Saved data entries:

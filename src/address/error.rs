// SPDX-FileCopyrightText: [2023] Serokell <hi@serokell.io>
// SPDX-FileCopyrightText: [2022-2023] TriliTech <contact@trili.tech>
//
// SPDX-License-Identifier: MIT

use crate::hash::{HashType, IdError};

#[derive(Debug, PartialEq, Eq, Clone, thiserror::Error)]
pub enum AddressError {
    /// The text is not an identifier of any address kind.
    #[error("invalid address {address}: {source}")]
    InvalidAddress { address: String, source: IdError },
    /// The identifier decoded to a kind that is not an address.
    #[error("unexpected address type: {0}")]
    UnexpectedKind(HashType),
}
//! Conversation state
//!
//! The record every node reads and updates. Messages are append-only and
//! every append is checked against the tool call protocol: a tool result
//! must answer a call made by the AI message it follows.

use serde::{Deserialize, Serialize};

use crate::agent::AgentKind;
use crate::core::{EventflowError, Message, Result, ToolCall};
use crate::domain::{identity_key, Analytics, Food, License};

/// Who a conversation belongs to and which event it plans
#[derive(Debug, Clone, PartialEq, Eq, Serialize, Deserialize)]
pub struct SessionContext {
    /// Key of the event aggregate the agent writes to
    pub event_id: String,
    pub user_id: String,
}

impl SessionContext {
    pub fn new(event_id: impl Into<String>, user_id: impl Into<String>) -> Self {
        Self {
            event_id: event_id.into(),
            user_id: user_id.into(),
        }
    }
}

/// Progress of a search, streamed to the client while it runs
#[derive(Debug, Clone, PartialEq, Serialize, Deserialize)]
pub struct SearchProgress {
    pub query: String,
    pub results: Vec<serde_json::Value>,
    pub done: bool,
}

impl SearchProgress {
    pub fn pending(query: impl Into<String>) -> Self {
        Self {
            query: query.into(),
            results: Vec::new(),
            done: false,
        }
    }
}

/// Shared, versioned record of one conversation thread
#[derive(Debug, Clone, PartialEq, Serialize, Deserialize)]
pub struct ConversationState {
    pub thread_id: String,
    pub agent: AgentKind,
    pub session: SessionContext,
    messages: Vec<Message>,
    /// Foods this conversation has persisted
    #[serde(default)]
    pub foods: Vec<Food>,
    /// Licenses this conversation has persisted
    #[serde(default)]
    pub licenses: Vec<License>,
    /// Searches in flight; empty between searches
    #[serde(default)]
    pub search_progress: Vec<SearchProgress>,
    /// Latest menu analytics
    #[serde(default, skip_serializing_if = "Option::is_none")]
    pub analytics: Option<Analytics>,
    /// Bumped once per executed node
    #[serde(default)]
    pub version: u64,
}

impl ConversationState {
    pub fn new(thread_id: impl Into<String>, agent: AgentKind, session: SessionContext) -> Self {
        Self {
            thread_id: thread_id.into(),
            agent,
            session,
            messages: Vec::new(),
            foods: Vec::new(),
            licenses: Vec::new(),
            search_progress: Vec::new(),
            analytics: None,
            version: 0,
        }
    }

    pub fn messages(&self) -> &[Message] {
        &self.messages
    }

    pub fn last_message(&self) -> Option<&Message> {
        self.messages.last()
    }

    /// The message before the last one
    pub fn previous_message(&self) -> Option<&Message> {
        self.messages.iter().rev().nth(1)
    }

    /// Append a message, enforcing the tool call protocol
    pub fn append(&mut self, message: Message) -> Result<()> {
        if let Message::Tool { call_id, .. } = &message {
            self.check_tool_result(call_id)?;
        }
        self.messages.push(message);
        Ok(())
    }

    /// A tool result must answer a call of the AI message directly before
    /// the current run of tool results, and only once.
    fn check_tool_result(&self, call_id: &str) -> Result<()> {
        let mut answered = Vec::new();
        for message in self.messages.iter().rev() {
            match message {
                Message::Tool { call_id: id, .. } => answered.push(id.as_str()),
                Message::Ai { tool_calls, .. } => {
                    if !tool_calls.iter().any(|c| c.call_id == call_id) {
                        return Err(EventflowError::protocol(format!(
                            "tool result '{}' does not match a call of the preceding AI message",
                            call_id
                        )));
                    }
                    if answered.contains(&call_id) {
                        return Err(EventflowError::protocol(format!(
                            "tool call '{}' was already answered",
                            call_id
                        )));
                    }
                    return Ok(());
                }
                _ => break,
            }
        }
        Err(EventflowError::protocol(format!(
            "tool result '{}' does not follow an AI message",
            call_id
        )))
    }

    /// First tool call of the last message, when it is an AI message
    pub fn pending_call(&self) -> Option<&ToolCall> {
        self.last_message().and_then(|m| m.tool_calls().first())
    }

    /// Tool calls of the last AI message that have no result yet
    pub fn unanswered_calls(&self) -> Vec<ToolCall> {
        let mut answered = Vec::new();
        for message in self.messages.iter().rev() {
            match message {
                Message::Tool { call_id, .. } => answered.push(call_id.as_str()),
                Message::Ai { tool_calls, .. } => {
                    return tool_calls
                        .iter()
                        .filter(|c| !answered.contains(&c.call_id.as_str()))
                        .cloned()
                        .collect();
                }
                _ => break,
            }
        }
        Vec::new()
    }

    /// Whether a food with the same identity key was already persisted
    pub fn knows_food(&self, name: &str) -> bool {
        let key = identity_key(name);
        self.foods.iter().any(|f| identity_key(&f.name) == key)
    }

    pub fn knows_license(&self, name: &str) -> bool {
        let key = identity_key(name);
        self.licenses.iter().any(|l| identity_key(&l.name) == key)
    }

    /// Clear the transcript and transient search state.
    ///
    /// Persisted records and the session stay; they mirror the store.
    pub fn reset(&mut self) {
        self.messages.clear();
        self.search_progress.clear();
        self.analytics = None;
    }
}

#[cfg(test)]
mod tests {
    use super::*;
    use serde_json::json;

    fn state() -> ConversationState {
        ConversationState::new("t1", AgentKind::Food, SessionContext::new("e1", "u1"))
    }

    fn call(id: &str) -> ToolCall {
        ToolCall::new("search_for_food", json!({"query": "soup"}), id)
    }

    #[test]
    fn test_tool_result_must_match_preceding_call() {
        let mut state = state();
        state.append(Message::human("soup please")).unwrap();
        state
            .append(Message::ai_with_tools("", vec![call("c1")]))
            .unwrap();

        let err = state.append(Message::tool_result("c2", "[]")).unwrap_err();
        assert!(err.is_protocol());

        state.append(Message::tool_result("c1", "[]")).unwrap();
        assert_eq!(state.messages().len(), 3);
    }

    #[test]
    fn test_tool_result_without_ai_message_rejected() {
        let mut state = state();
        state.append(Message::human("hi")).unwrap();
        assert!(state
            .append(Message::tool_result("c1", "[]"))
            .unwrap_err()
            .is_protocol());
        assert!(ConversationState::new("t", AgentKind::Food, SessionContext::new("e", "u"))
            .append(Message::tool_result("c1", "[]"))
            .is_err());
    }

    #[test]
    fn test_duplicate_answer_rejected() {
        let mut state = state();
        state
            .append(Message::ai_with_tools("", vec![call("c1"), call("c2")]))
            .unwrap();
        state.append(Message::tool_result("c1", "[]")).unwrap();
        assert!(state.append(Message::tool_result("c1", "[]")).is_err());
        state.append(Message::tool_result("c2", "[]")).unwrap();
    }

    #[test]
    fn test_result_after_later_ai_message_rejected() {
        let mut state = state();
        state
            .append(Message::ai_with_tools("", vec![call("c1")]))
            .unwrap();
        state.append(Message::tool_result("c1", "ok")).unwrap();
        state.append(Message::ai("done")).unwrap();
        assert!(state.append(Message::tool_result("c1", "again")).is_err());
    }

    #[test]
    fn test_unanswered_calls() {
        let mut state = state();
        assert!(state.unanswered_calls().is_empty());
        state
            .append(Message::ai_with_tools("", vec![call("c1"), call("c2")]))
            .unwrap();
        state.append(Message::tool_result("c1", "ok")).unwrap();
        let pending: Vec<_> = state
            .unanswered_calls()
            .into_iter()
            .map(|c| c.call_id)
            .collect();
        assert_eq!(pending, vec!["c2"]);
    }

    #[test]
    fn test_reset_keeps_session_and_records() {
        let mut state = state();
        state.append(Message::human("hi")).unwrap();
        state.foods.push(Food::new(
            "Soup",
            crate::domain::CourseType::Starter,
            None,
        ));
        state.search_progress.push(SearchProgress::pending("soup"));
        state.reset();

        assert!(state.messages().is_empty());
        assert!(state.search_progress.is_empty());
        assert_eq!(state.foods.len(), 1);
        assert_eq!(state.session.event_id, "e1");
        assert!(state.knows_food(" SOUP "));
    }

    #[test]
    fn test_serde_roundtrip_keeps_messages() {
        let mut state = state();
        state.append(Message::human("hi")).unwrap();
        let json = serde_json::to_string(&state).unwrap();
        let back: ConversationState = serde_json::from_str(&json).unwrap();
        assert_eq!(back, state);
    }
}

What to produce —
Lines holding the word "that" are the answer; copy each one from the records above.

The completed task —
    /// The identifier decoded to a kind that is not an address.
    /// Tool calls of the last AI message that have no result yet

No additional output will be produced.